Heyy ya guys! Sorry it took me so long to write this post, was hung up with some courses and deadlines. Anyway, lot’s of time on hand now! So I’m gonna resume BLOGGGGING!!

Excuse the above. Sorry. Lol. So, let’s get to it!! Truth be told, I started reading up about Recurrent Neural Networks when I was faced by the daunting task of actually implementing one for my minor project in college. I was like yeah, RNN, I know! Good old chap, hear his name all the time! Umm, but pray what does it do in reality? Haha, yeah I was clueless.

In order to equip myself, I enrolled in the Sequential Models course offered by deeplearning.ai on Coursera! Well, that is one awesome course! I’m totally serious though! Thinking you know something and actually knowing something is actually a very different thing! So I’d suggest you either enroll to the course and get yourself a certificate, audit the content or I guess you’ll find the videos on YouTube too!

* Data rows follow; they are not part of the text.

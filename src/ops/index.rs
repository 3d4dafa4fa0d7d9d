// SPDX-FileCopyrightText: 2026 Bruno Meilick
// SPDX-License-Identifier: LicenseRef-Mindweave-FreeUse-NoCopy-NoDerivatives
//
// All rights reserved.
//
// This file is part of Mindweave and is proprietary software.
// Unauthorized copying, modification, or distribution is prohibited.

use std::collections::HashMap;

use smallvec::SmallVec;

use crate::model::{Node, NodeId};

type Slots = SmallVec<[usize; 4]>;

/// Id lookups over a node array: id → position, and parent id → child positions.
///
/// Built once per operation so every lookup inside the operation is a hash probe instead of an
/// array scan. Child positions keep array order. Parent keys need not resolve: children of a
/// missing parent are still grouped under that id.
#[derive(Debug)]
pub struct GraphIndex<'a> {
    nodes: &'a [Node],
    positions: HashMap<&'a str, usize>,
    children: HashMap<&'a str, Slots>,
}

impl<'a> GraphIndex<'a> {
    pub fn new(nodes: &'a [Node]) -> Self {
        let mut positions = HashMap::with_capacity(nodes.len());
        let mut children: HashMap<&'a str, Slots> = HashMap::new();
        for (idx, node) in nodes.iter().enumerate() {
            positions.insert(node.id.as_str(), idx);
            if let Some(parent_id) = &node.parent_id {
                children.entry(parent_id.as_str()).or_default().push(idx);
            }
        }

        Self {
            nodes,
            positions,
            children,
        }
    }

    pub fn nodes(&self) -> &'a [Node] {
        self.nodes
    }

    pub fn position(&self, node_id: &NodeId) -> Option<usize> {
        self.positions.get(node_id.as_str()).copied()
    }

    pub fn node(&self, node_id: &NodeId) -> Option<&'a Node> {
        self.position(node_id).map(|idx| &self.nodes[idx])
    }

    pub fn contains(&self, node_id: &NodeId) -> bool {
        self.positions.contains_key(node_id.as_str())
    }

    /// Positions of the direct children of `node_id` (detached ones included), in array order.
    pub fn child_positions(&self, node_id: &NodeId) -> &[usize] {
        self.children
            .get(node_id.as_str())
            .map(|slots| slots.as_slice())
            .unwrap_or(&[])
    }

    pub fn children(&self, node_id: &NodeId) -> impl Iterator<Item = &'a Node> + '_ {
        let nodes = self.nodes;
        self.child_positions(node_id).iter().map(move |&idx| &nodes[idx])
    }

    /// Children that follow their parent: everything but detached nodes.
    pub fn attached_children(&self, node_id: &NodeId) -> impl Iterator<Item = &'a Node> + '_ {
        self.children(node_id).filter(|child| !child.is_detached)
    }

    /// The document root: the first node without a parent.
    pub fn primary_root(&self) -> Option<&'a Node> {
        self.nodes.iter().find(|node| node.is_root())
    }

    /// Positions of every node below `node_id`, depth-first pre-order. Safe against parent
    /// cycles; `node_id` itself is never part of the result.
    pub fn descendant_positions(&self, node_id: &NodeId) -> Vec<usize> {
        let mut seen = vec![false; self.nodes.len()];
        if let Some(start) = self.position(node_id) {
            seen[start] = true;
        }

        let mut out = Vec::new();
        let mut stack = self
            .child_positions(node_id)
            .iter()
            .rev()
            .copied()
            .collect::<Vec<_>>();
        while let Some(idx) = stack.pop() {
            if seen[idx] {
                continue;
            }
            seen[idx] = true;
            out.push(idx);
            stack.extend(self.child_positions(&self.nodes[idx].id).iter().rev().copied());
        }
        out
    }

    /// Ids from the topmost reachable ancestor down to `node_id`. Empty when `node_id` is
    /// unknown. A parent cycle stops the walk at the first repeated node.
    pub fn path_to_root(&self, node_id: &NodeId) -> Vec<NodeId> {
        let mut seen = vec![false; self.nodes.len()];
        let mut path = Vec::new();
        let mut current = self.position(node_id);
        while let Some(idx) = current {
            if seen[idx] {
                break;
            }
            seen[idx] = true;
            let node = &self.nodes[idx];
            path.push(node.id.clone());
            current = node.parent_id.as_ref().and_then(|parent| self.position(parent));
        }
        path.reverse();
        path
    }

    /// True if `candidate` is `node_id` or lies below it.
    pub fn is_self_or_descendant(&self, node_id: &NodeId, candidate: &NodeId) -> bool {
        if node_id == candidate {
            return true;
        }
        self.path_to_root(candidate).iter().any(|id| id == node_id)
    }
}
// SPDX-FileCopyrightText: 2026 Bruno Meilick
// SPDX-License-Identifier: LicenseRef-Mindweave-FreeUse-NoCopy-NoDerivatives
//
// All rights reserved.
//
// This file is part of Mindweave and is proprietary software.
// Unauthorized copying, modification, or distribution is prohibited.

//! Per-owner list of maps and the active map.
//!
//! Storage layout (one key each):
//!
//! - `mindmap_catalog_<owner>`: `{ "maps": [...], "currentMapId": "...", "updatedAt": "..." }`
//! - `mindmap_map_<owner>_<mapId>`: the document payload of one map
//! - `mindmap_data_<owner>`: a single-document payload from before catalogs existed; adopted
//!   and removed when a catalog is first created
//!
//! The catalog is read once in [`MapCatalog::open`] and written back after every change. It is
//! never empty: the last remaining map cannot be deleted.

use chrono::{DateTime, Utc};
use serde::{Deserialize, Serialize};

use crate::format::{decode_payload, DocumentPayload, LoadOutcome};
use crate::model::{MapEntry, MapId, OwnerId, Snapshot, DEFAULT_ROOT_POSITION};
use crate::store::{Storage, StoreError};

pub const MIGRATED_MAP_NAME: &str = "My first map";
pub const NEW_MAP_NAME: &str = "New map";

pub fn catalog_key(owner: &OwnerId) -> String {
    format!("mindmap_catalog_{owner}")
}

pub fn map_key(owner: &OwnerId, map_id: &MapId) -> String {
    format!("mindmap_map_{owner}_{map_id}")
}

pub fn legacy_key(owner: &OwnerId) -> String {
    format!("mindmap_data_{owner}")
}

#[derive(Debug, thiserror::Error)]
pub enum CatalogError {
    #[error("map name must not be empty")]
    EmptyName,
    #[error("the last remaining map cannot be deleted")]
    LastMap,
    #[error("map not found ({map_id})")]
    UnknownMap { map_id: MapId },
    #[error("cannot encode {what}: {source}")]
    Encode {
        what: &'static str,
        source: serde_json::Error,
    },
    #[error(transparent)]
    Store(#[from] StoreError),
}

/// The stored catalog record.
#[derive(Debug, Clone, PartialEq, Serialize, Deserialize)]
#[serde(rename_all = "camelCase")]
pub struct CatalogPayload {
    #[serde(default)]
    pub maps: Vec<MapEntry>,
    #[serde(default)]
    pub current_map_id: Option<MapId>,
    #[serde(default)]
    pub updated_at: DateTime<Utc>,
}

/// How [`MapCatalog::open`] found the owner's catalog.
#[derive(Debug, Clone, PartialEq, Eq)]
pub enum CatalogInit {
    Existing,
    /// No catalog; the legacy single document was adopted as the first map.
    Migrated { map_id: MapId },
    /// No catalog and nothing to migrate; a fresh first map was created.
    Created { map_id: MapId },
}

#[derive(Debug, Clone, PartialEq, Eq)]
pub enum LegacyMigration {
    Adopted(MapEntry),
    NothingToMigrate,
}

/// Moves a pre-catalog document under a new map key and removes the legacy key. The stored
/// bytes are copied verbatim; they are decoded like any other map payload when loaded.
pub fn migrate_legacy<S: Storage>(
    storage: &mut S,
    owner: &OwnerId,
) -> Result<LegacyMigration, CatalogError> {
    let legacy = legacy_key(owner);
    let Some(raw) = storage.get(&legacy)? else {
        return Ok(LegacyMigration::NothingToMigrate);
    };

    let entry = MapEntry::new(MapId::generate(), MIGRATED_MAP_NAME, owner.clone(), Utc::now());
    storage.set(&map_key(owner, &entry.id), &raw)?;
    storage.remove(&legacy)?;
    tracing::info!(owner = %owner, map_id = %entry.id, "migrated legacy document into catalog");
    Ok(LegacyMigration::Adopted(entry))
}

/// Where a loaded document came from.
#[derive(Debug, Clone, PartialEq, Eq)]
pub enum DocumentSource {
    Stored,
    LegacyFlat,
    /// Nothing (or an empty document) was stored; a fresh document was substituted.
    Missing,
    /// The stored payload was unreadable and left in place; a fresh document was substituted.
    Corrupt { reason: String },
}

#[derive(Debug, Clone, PartialEq)]
pub struct LoadedDocument {
    pub snapshot: Snapshot,
    pub source: DocumentSource,
}

impl LoadedDocument {
    pub fn is_fallback(&self) -> bool {
        matches!(
            self.source,
            DocumentSource::Missing | DocumentSource::Corrupt { .. }
        )
    }

    fn from_outcome(outcome: LoadOutcome) -> Self {
        let fresh = || Snapshot::fresh(DEFAULT_ROOT_POSITION);
        match outcome {
            LoadOutcome::Loaded(snapshot) if !snapshot.is_empty() => Self {
                snapshot,
                source: DocumentSource::Stored,
            },
            LoadOutcome::Legacy(snapshot) if !snapshot.is_empty() => Self {
                snapshot,
                source: DocumentSource::LegacyFlat,
            },
            LoadOutcome::Corrupt { reason } => Self {
                snapshot: fresh(),
                source: DocumentSource::Corrupt { reason },
            },
            LoadOutcome::Loaded(_) | LoadOutcome::Legacy(_) | LoadOutcome::Missing => Self {
                snapshot: fresh(),
                source: DocumentSource::Missing,
            },
        }
    }
}

#[derive(Debug)]
pub struct MapCatalog<S> {
    storage: S,
    owner: OwnerId,
    maps: Vec<MapEntry>,
    current_map_id: MapId,
}

impl<S: Storage> MapCatalog<S> {
    /// Loads the owner's catalog. Without a usable catalog (missing, unreadable or empty) the
    /// legacy document is migrated if present, else a fresh first map is created.
    pub fn open(mut storage: S, owner: OwnerId) -> Result<(Self, CatalogInit), CatalogError> {
        if let Some(payload) = read_catalog(&storage, &owner)? {
            let maps = payload.maps;
            let current_map_id = payload
                .current_map_id
                .filter(|id| maps.iter().any(|m| m.id == *id))
                .unwrap_or_else(|| maps[0].id.clone());
            let catalog = Self {
                storage,
                owner,
                maps,
                current_map_id,
            };
            return Ok((catalog, CatalogInit::Existing));
        }

        let (entry, init) = match migrate_legacy(&mut storage, &owner)? {
            LegacyMigration::Adopted(entry) => {
                let map_id = entry.id.clone();
                (entry, CatalogInit::Migrated { map_id })
            }
            LegacyMigration::NothingToMigrate => {
                let entry = MapEntry::new(MapId::generate(), NEW_MAP_NAME, owner.clone(), Utc::now());
                write_document(
                    &mut storage,
                    &owner,
                    &entry.id,
                    &Snapshot::fresh(DEFAULT_ROOT_POSITION),
                )?;
                let map_id = entry.id.clone();
                tracing::info!(owner = %owner, map_id = %map_id, "created first map");
                (entry, CatalogInit::Created { map_id })
            }
        };

        let mut catalog = Self {
            storage,
            owner,
            current_map_id: entry.id.clone(),
            maps: vec![entry],
        };
        catalog.persist()?;
        Ok((catalog, init))
    }

    pub fn owner(&self) -> &OwnerId {
        &self.owner
    }

    pub fn maps(&self) -> &[MapEntry] {
        &self.maps
    }

    pub fn entry(&self, map_id: &MapId) -> Option<&MapEntry> {
        self.maps.iter().find(|m| m.id == *map_id)
    }

    pub fn current_map_id(&self) -> &MapId {
        &self.current_map_id
    }

    pub fn current_entry(&self) -> Option<&MapEntry> {
        self.entry(&self.current_map_id)
    }

    pub fn storage(&self) -> &S {
        &self.storage
    }

    pub fn into_storage(self) -> S {
        self.storage
    }

    /// Creates a map holding a fresh single-root document and makes it active.
    pub fn create_map(&mut self, name: &str) -> Result<MapId, CatalogError> {
        self.create_map_with_payload(name, &Snapshot::fresh(DEFAULT_ROOT_POSITION))
    }

    /// Creates a map holding `snapshot` and makes it active.
    pub fn create_map_with_payload(
        &mut self,
        name: &str,
        snapshot: &Snapshot,
    ) -> Result<MapId, CatalogError> {
        let name = non_empty_name(name)?;
        let entry = MapEntry::new(MapId::generate(), name, self.owner.clone(), Utc::now());
        write_document(&mut self.storage, &self.owner, &entry.id, snapshot)?;

        let map_id = entry.id.clone();
        self.maps.push(entry);
        self.current_map_id = map_id.clone();
        self.persist()?;
        tracing::info!(owner = %self.owner, map_id = %map_id, "created map");
        Ok(map_id)
    }

    /// Removes a map and its document. If it was active, the first remaining map becomes
    /// active.
    pub fn delete_map(&mut self, map_id: &MapId) -> Result<(), CatalogError> {
        if self.maps.len() <= 1 {
            return Err(CatalogError::LastMap);
        }
        let position = self.position(map_id)?;

        self.storage.remove(&map_key(&self.owner, map_id))?;
        self.maps.remove(position);
        if self.current_map_id == *map_id {
            self.current_map_id = self.maps[0].id.clone();
        }
        self.persist()?;
        tracing::info!(owner = %self.owner, map_id = %map_id, "deleted map");
        Ok(())
    }

    pub fn rename_map(&mut self, map_id: &MapId, name: &str) -> Result<(), CatalogError> {
        let name = non_empty_name(name)?;
        let position = self.position(map_id)?;
        let entry = &mut self.maps[position];
        entry.name = name.to_owned();
        entry.touch(Utc::now());
        self.persist()
    }

    /// Makes `map_id` the active map. Documents are not touched.
    pub fn switch_map(&mut self, map_id: &MapId) -> Result<(), CatalogError> {
        self.position(map_id)?;
        if self.current_map_id != *map_id {
            self.current_map_id = map_id.clone();
            self.persist()?;
        }
        Ok(())
    }

    /// Reads a map's document, substituting a fresh document when nothing usable is stored.
    pub fn load_map_payload(&self, map_id: &MapId) -> Result<LoadedDocument, CatalogError> {
        self.position(map_id)?;
        let raw = self.storage.get(&map_key(&self.owner, map_id))?;
        let loaded = LoadedDocument::from_outcome(decode_payload(raw.as_deref()));
        if let DocumentSource::Corrupt { reason } = &loaded.source {
            tracing::warn!(map_id = %map_id, %reason, "map document unreadable; using a fresh document");
        }
        Ok(loaded)
    }

    pub fn save_map_payload(
        &mut self,
        map_id: &MapId,
        snapshot: &Snapshot,
    ) -> Result<(), CatalogError> {
        let position = self.position(map_id)?;
        write_document(&mut self.storage, &self.owner, map_id, snapshot)?;
        self.maps[position].touch(Utc::now());
        self.persist()
    }

    fn position(&self, map_id: &MapId) -> Result<usize, CatalogError> {
        self.maps
            .iter()
            .position(|m| m.id == *map_id)
            .ok_or_else(|| CatalogError::UnknownMap {
                map_id: map_id.clone(),
            })
    }

    fn persist(&mut self) -> Result<(), CatalogError> {
        let payload = CatalogPayload {
            maps: self.maps.clone(),
            current_map_id: Some(self.current_map_id.clone()),
            updated_at: Utc::now(),
        };
        let raw = serde_json::to_string(&payload).map_err(|source| CatalogError::Encode {
            what: "catalog",
            source,
        })?;
        self.storage.set(&catalog_key(&self.owner), &raw)?;
        Ok(())
    }
}

fn non_empty_name(name: &str) -> Result<&str, CatalogError> {
    let name = name.trim();
    if name.is_empty() {
        return Err(CatalogError::EmptyName);
    }
    Ok(name)
}

/// `None` when there is no usable catalog: missing, unreadable or without maps.
fn read_catalog<S: Storage>(
    storage: &S,
    owner: &OwnerId,
) -> Result<Option<CatalogPayload>, CatalogError> {
    let Some(raw) = storage.get(&catalog_key(owner))? else {
        return Ok(None);
    };
    match serde_json::from_str::<CatalogPayload>(&raw) {
        Ok(payload) if !payload.maps.is_empty() => Ok(Some(payload)),
        Ok(_) => {
            tracing::warn!(owner = %owner, "catalog has no maps; starting over");
            Ok(None)
        }
        Err(err) => {
            tracing::warn!(owner = %owner, error = %err, "catalog is unreadable; starting over");
            Ok(None)
        }
    }
}

fn write_document<S: Storage>(
    storage: &mut S,
    owner: &OwnerId,
    map_id: &MapId,
    snapshot: &Snapshot,
) -> Result<(), CatalogError> {
    let raw = DocumentPayload::encode(snapshot, Utc::now())
        .to_json()
        .map_err(|source| CatalogError::Encode {
            what: "document",
            source,
        })?;
    storage.set(&map_key(owner, map_id), &raw)?;
    Ok(())
}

What are sequential models? you may ask, Well, they are basically nets which either take as input sequential data or give out as output sequential data or both. Sequential data is a glamorous way of saying data which comes in streams or the likes, example: Machine Transaltion where I get a sentence (sequence of words) as input and I give as output a sequence of words translated in another language.

You will learn later that we actually have many different RNN architectures like one-to-one(which isn’t very intuitive), one-to-many, many-to-one, and many-to-many. It totally depends on your problem statement which one you want to build.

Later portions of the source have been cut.